Background: Rare diseases are generally poorly understood from scientific and medical standpoints due, to their complexity and low prevalence. As a result, individuals living with rare diseases struggle to obtain timely diagnoses and suitable care. These clinical difficulties add to the physical and psychological impacts of living with chronic and often severe medical conditions. From the standpoint of pragmatist ethics, the morally problematic situations that adults living with rare diseases experience matter crucially. However, there is little known about these experiences.
Methods: A survey study was conducted with 121 adults living with rare diseases in Québec, Canada, to identify morally problematic situations encountered in the healthcare system and everyday life as part of a participatory action research project. Morally problematic situations elicited internal tensions and constraints to agency.

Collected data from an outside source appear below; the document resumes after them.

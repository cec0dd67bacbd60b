pub mod audit_log;
pub mod transaction;

pub use transaction::*;
//! Transaction management utilities for repositories.

use crate::error::AuditError;
use sqlx::postgres::PgTransaction;
use sqlx::PgPool;

/// Begin a new database transaction.
///
/// The returned handle owns its connection, so it can outlive the borrow of the pool
/// and be moved into a worker task.
pub async fn begin_transaction(db: &PgPool) -> Result<PgTransaction<'static>, AuditError> {
    db.begin().await.map_err(AuditError::from)
}

/// Commit a transaction.
pub async fn commit_transaction(tx: PgTransaction<'static>) -> Result<(), AuditError> {
    tx.commit().await.map_err(AuditError::from)
}

/// Rollback a transaction.
///
/// Undoes all changes made within the transaction since it began.
pub async fn rollback_transaction(tx: PgTransaction<'static>) -> Result<(), AuditError> {
    tx.rollback().await.map_err(AuditError::from)
}
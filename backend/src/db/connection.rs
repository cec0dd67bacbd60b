use sqlx::postgres::{PgPool, PgPoolOptions};
use std::time::Duration;

pub type DbPool = PgPool;

const ACQUIRE_TIMEOUT: Duration = Duration::from_secs(5);

pub async fn create_pool(database_url: &str, max_connections: u32) -> anyhow::Result<DbPool> {
    let pool = PgPoolOptions::new()
        .max_connections(max_connections)
        .acquire_timeout(ACQUIRE_TIMEOUT)
        .connect(database_url)
        .await?;
    Ok(pool)
}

Results: Adults living with rare diseases experienced morally problematic situations of stigmatization, disbelief, and sometimes abuse in the healthcare system. These situations were compounded by diagnostic delays, inadequate care, and suboptimal follow-up, and led some individuals to opt-out of medical care. In their personal lives, these individuals sometimes found themselves in situations of physical and financial dependency. They often also had to give up professional occupations, academic training, or life projects.
Conclusions: Adults living with rare diseases experience important morally problematic
situations navigating the healthcare system and their everyday lives, some of which could be
alleviated through interventions developed through future participatory action research.